State how many lines in the entries below include the string "StockLevel", and give nothing beyond that number.

INFORMATION SHOWN:
───

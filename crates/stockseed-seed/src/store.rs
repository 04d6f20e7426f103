use async_trait::async_trait;
use chrono::{DateTime, NaiveDate, Utc};

use stockseed_core::{ProductRef, StockLevel};

use crate::errors::SeedResult;

/// A single bound value in a batched insert.
#[derive(Debug, Clone, PartialEq)]
pub enum SqlValue {
    Bool(bool),
    Int(i64),
    Float(f64),
    Text(String),
    Date(NaiveDate),
    Timestamp(DateTime<Utc>),
    /// Nullable timestamp; bound with its type so NULL lands in timestamp columns.
    OptionalTimestamp(Option<DateTime<Utc>>),
}

impl From<bool> for SqlValue {
    fn from(value: bool) -> Self {
        SqlValue::Bool(value)
    }
}

impl From<i64> for SqlValue {
    fn from(value: i64) -> Self {
        SqlValue::Int(value)
    }
}

impl From<f64> for SqlValue {
    fn from(value: f64) -> Self {
        SqlValue::Float(value)
    }
}

impl From<String> for SqlValue {
    fn from(value: String) -> Self {
        SqlValue::Text(value)
    }
}

impl From<&str> for SqlValue {
    fn from(value: &str) -> Self {
        SqlValue::Text(value.to_string())
    }
}

impl From<NaiveDate> for SqlValue {
    fn from(value: NaiveDate) -> Self {
        SqlValue::Date(value)
    }
}

impl From<DateTime<Utc>> for SqlValue {
    fn from(value: DateTime<Utc>) -> Self {
        SqlValue::Timestamp(value)
    }
}

impl From<Option<DateTime<Utc>>> for SqlValue {
    fn from(value: Option<DateTime<Utc>>) -> Self {
        SqlValue::OptionalTimestamp(value)
    }
}

/// Multi-row insert into a fixed table.
///
/// Table and column names are compile-time identifiers; only values are bound.
#[derive(Debug, Clone, PartialEq)]
pub struct BatchInsert {
    pub table: &'static str,
    pub columns: &'static [&'static str],
    pub rows: Vec<Vec<SqlValue>>,
    /// Conflict clause appended after `ON CONFLICT`, e.g. `(name) DO NOTHING`.
    pub on_conflict: Option<&'static str>,
}

impl BatchInsert {
    pub fn new(table: &'static str, columns: &'static [&'static str]) -> Self {
        Self {
            table,
            columns,
            rows: Vec::new(),
            on_conflict: None,
        }
    }

    pub fn on_conflict(mut self, clause: &'static str) -> Self {
        self.on_conflict = Some(clause);
        self
    }

    pub fn push_row(&mut self, row: Vec<SqlValue>) {
        self.rows.push(row);
    }

    pub fn len(&self) -> usize {
        self.rows.len()
    }

    pub fn is_empty(&self) -> bool {
        self.rows.is_empty()
    }
}

/// One unit of work against the target database.
///
/// Everything done through a transaction becomes visible on `commit` and is
/// discarded on `rollback`. Both finish the transaction.
#[async_trait]
pub trait SeedTransaction: Send {
    /// Insert `insert.rows` in chunks of `batch_size`; returns rows written
    /// (rows skipped by the conflict clause are not counted).
    async fn insert_rows(&mut self, insert: &BatchInsert, batch_size: usize) -> SeedResult<u64>;

    /// Insert one parent row and return its generated `id`.
    async fn insert_returning_id(
        &mut self,
        table: &'static str,
        columns: &'static [&'static str],
        values: Vec<SqlValue>,
    ) -> SeedResult<i64>;

    /// All ids of `table`, ascending.
    async fn select_ids(&mut self, table: &'static str) -> SeedResult<Vec<i64>>;

    async fn select_products(&mut self) -> SeedResult<Vec<ProductRef>>;

    async fn select_stock(&mut self) -> SeedResult<Vec<StockLevel>>;

    /// Add each signed `quantity` to its `stock` row, creating rows that do
    /// not exist yet. Keys are expected to be unique within `changes`.
    async fn apply_stock_changes(&mut self, changes: &[StockLevel]) -> SeedResult<()>;

    async fn truncate(&mut self, tables: &[&'static str]) -> SeedResult<()>;

    async fn commit(&mut self) -> SeedResult<()>;

    async fn rollback(&mut self) -> SeedResult<()>;
}

/// Source of units of work.
#[async_trait]
pub trait Database: Send + Sync {
    /// Returns the engine identifier (e.g. `postgres`).
    fn engine(&self) -> &'static str;

    async fn begin(&self) -> SeedResult<Box<dyn SeedTransaction>>;
}
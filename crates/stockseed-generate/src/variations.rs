//! Bounded, lazy Cartesian expansion of product variations.

use stockseed_core::Variations;

/// One attribute assignment, in attribute declaration order.
pub type Combination<'a> = Vec<(&'a str, &'a str)>;

/// Iterator over at most `cap` combinations of a variation map.
///
/// Walks the product like an odometer (last attribute fastest), so only the
/// current index vector is held regardless of the size of the full product.
#[derive(Debug, Clone)]
pub struct VariationCombinations<'a> {
    axes: Vec<(&'a str, &'a [String])>,
    indices: Vec<usize>,
    remaining: usize,
    exhausted: bool,
}

/// Expand `variations` into at most `cap` combinations.
///
/// An empty map yields exactly one empty combination, whatever `cap` is.
pub fn expand(variations: &Variations, cap: usize) -> VariationCombinations<'_> {
    let axes: Vec<(&str, &[String])> = variations
        .iter()
        .map(|(name, values)| (name, values.as_slice()))
        .collect();
    let exhausted = axes.iter().any(|(_, values)| values.is_empty());
    let remaining = if axes.is_empty() { 1 } else { cap };

    VariationCombinations {
        indices: vec![0; axes.len()],
        axes,
        remaining,
        exhausted,
    }
}

impl VariationCombinations<'_> {
    fn advance(&mut self) {
        for pos in (0..self.axes.len()).rev() {
            self.indices[pos] += 1;
            if self.indices[pos] < self.axes[pos].1.len() {
                return;
            }
            self.indices[pos] = 0;
        }
        self.exhausted = true;
    }

    fn untaken(&self) -> usize {
        if self.exhausted {
            return 0;
        }
        // Mixed-radix position of the odometer, subtracted from the total.
        let mut total: usize = 1;
        let mut position: usize = 0;
        for ((_, values), index) in self.axes.iter().zip(&self.indices) {
            total = total.saturating_mul(values.len());
            position = position.saturating_mul(values.len()).saturating_add(*index);
        }
        total.saturating_sub(position)
    }
}

impl<'a> Iterator for VariationCombinations<'a> {
    type Item = Combination<'a>;

    fn next(&mut self) -> Option<Self::Item> {
        if self.exhausted || self.remaining == 0 {
            return None;
        }

        let combination = self
            .axes
            .iter()
            .zip(&self.indices)
            .map(|((name, values), index)| (*name, values[*index].as_str()))
            .collect();

        self.remaining -= 1;
        self.advance();
        Some(combination)
    }

    fn size_hint(&self) -> (usize, Option<usize>) {
        let left = self.untaken().min(self.remaining);
        (left, Some(left))
    }
}

/// `base` alone, or `base` followed by the attribute values.
pub fn format_product_name(base: &str, combination: &Combination<'_>) -> String {
    if combination.is_empty() {
        return base.to_string();
    }
    let values: Vec<&str> = combination.iter().map(|(_, value)| *value).collect();
    format!("{base} {}", values.join(" "))
}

───

SOLUTION:
3